__Data provided__
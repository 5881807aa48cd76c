//! Z-score outlier detection over numeric fields.

use indexmap::IndexMap;
use serde::{Deserialize, Serialize};
use serde_json::Value;
use tracing::debug;

use crate::record::Record;

use super::stats::StreamingStats;

/// Field that carries outlier tags in flag mode.
pub const FLAG_FIELD: &str = "_flagged";

/// A record whose value lies beyond the z-score threshold.
#[derive(Debug, Clone, PartialEq, Serialize, Deserialize)]
pub struct OutlierFlag {
    /// Field the value was read from.
    pub field: String,
    /// Index of the record in the input slice.
    pub record: usize,
    /// The offending value.
    pub value: f64,
    /// Signed z-score of the value.
    pub z_score: f64,
}

impl OutlierFlag {
    /// Tag attached to a record in flag mode.
    pub fn tag(&self) -> String {
        format!("outlier_{}", self.field)
    }
}

/// Outliers found per field, in field order.
#[derive(Debug, Clone, Default, Serialize, Deserialize)]
pub struct OutlierReport {
    /// Fields with at least one flagged record.
    pub by_field: IndexMap<String, Vec<OutlierFlag>>,
    /// Fields skipped for having too few numeric observations.
    pub skipped: Vec<String>,
}

impl OutlierReport {
    /// Total number of flags across fields.
    pub fn total(&self) -> usize {
        self.by_field.values().map(Vec::len).sum()
    }

    /// Returns true if nothing was flagged.
    pub fn is_empty(&self) -> bool {
        self.by_field.is_empty()
    }

    /// Flags for one field.
    pub fn flags(&self, field: &str) -> &[OutlierFlag] {
        self.by_field.get(field).map(Vec::as_slice).unwrap_or(&[])
    }

    /// Resolve the flagged records of a field against the input slice.
    pub fn flagged_records<'a>(&self, field: &str, records: &'a [Record]) -> Vec<&'a Record> {
        self.flags(field)
            .iter()
            .filter_map(|f| records.get(f.record))
            .collect()
    }
}

/// Flags records whose absolute z-score exceeds a threshold.
#[derive(Debug, Clone)]
pub struct OutlierDetector {
    /// Z-score threshold for outlier detection.
    threshold: f64,
    /// Fields with fewer numeric observations are skipped.
    min_observations: usize,
}

impl OutlierDetector {
    /// Create a detector with threshold 3 and a minimum of 5 observations.
    pub fn new() -> Self {
        Self {
            threshold: 3.0,
            min_observations: 5,
        }
    }

    /// Set the z-score threshold.
    pub fn with_threshold(mut self, threshold: f64) -> Self {
        self.threshold = threshold;
        self
    }

    /// Set the minimum number of numeric observations per field.
    pub fn with_min_observations(mut self, min: usize) -> Self {
        self.min_observations = min;
        self
    }

    /// The z-score threshold in use.
    pub fn threshold(&self) -> f64 {
        self.threshold
    }

    /// Report mode: return the flagged records per field.
    pub fn detect<S: AsRef<str>>(&self, records: &[Record], fields: &[S]) -> OutlierReport {
        let mut report = OutlierReport::default();

        for field in fields {
            let field = field.as_ref();
            let stats: StreamingStats = records.iter().filter_map(|r| r.number(field)).collect();

            if stats.count() < self.min_observations {
                debug!(
                    field,
                    observations = stats.count(),
                    required = self.min_observations,
                    "skipping outlier detection: insufficient data"
                );
                report.skipped.push(field.to_string());
                continue;
            }

            let flags: Vec<OutlierFlag> = records
                .iter()
                .enumerate()
                .filter_map(|(idx, record)| {
                    let value = record.number(field)?;
                    let z = stats.z_score(value)?;
                    (z.abs() > self.threshold).then(|| OutlierFlag {
                        field: field.to_string(),
                        record: idx,
                        value,
                        z_score: z,
                    })
                })
                .collect();

            if !flags.is_empty() {
                report.by_field.insert(field.to_string(), flags);
            }
        }

        report
    }

    /// Flag mode: return copies of the records with outlier tags attached.
    pub fn flag<S: AsRef<str>>(&self, records: &[Record], fields: &[S]) -> (Vec<Record>, OutlierReport) {
        let report = self.detect(records, fields);
        let mut tagged = records.to_vec();

        for flag in report.by_field.values().flatten() {
            if let Some(record) = tagged.get_mut(flag.record) {
                attach_tag(record, flag.tag());
            }
        }

        (tagged, report)
    }
}

impl Default for OutlierDetector {
    fn default() -> Self {
        Self::new()
    }
}

/// Append a tag to a record's flag list, creating it if needed.
fn attach_tag(record: &mut Record, tag: String) {
    let mut tags = match record.get(FLAG_FIELD) {
        Some(Value::Array(existing)) => existing.clone(),
        _ => Vec::new(),
    };
    if !tags.iter().any(|t| t.as_str() == Some(tag.as_str())) {
        tags.push(Value::String(tag));
    }
    record.insert(FLAG_FIELD, Value::Array(tags));
}

/// True if a record carries at least one flag tag.
pub fn is_flagged(record: &Record) -> bool {
    record.list(FLAG_FIELD).is_some_and(|tags| !tags.is_empty())
}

__What the task asks__
The expected answer holds each line from the listing above where the string "attached" is present.

__Result for this exercise__
    /// Tag attached to a record in flag mode.
    /// Flag mode: return copies of the records with outlier tags attached.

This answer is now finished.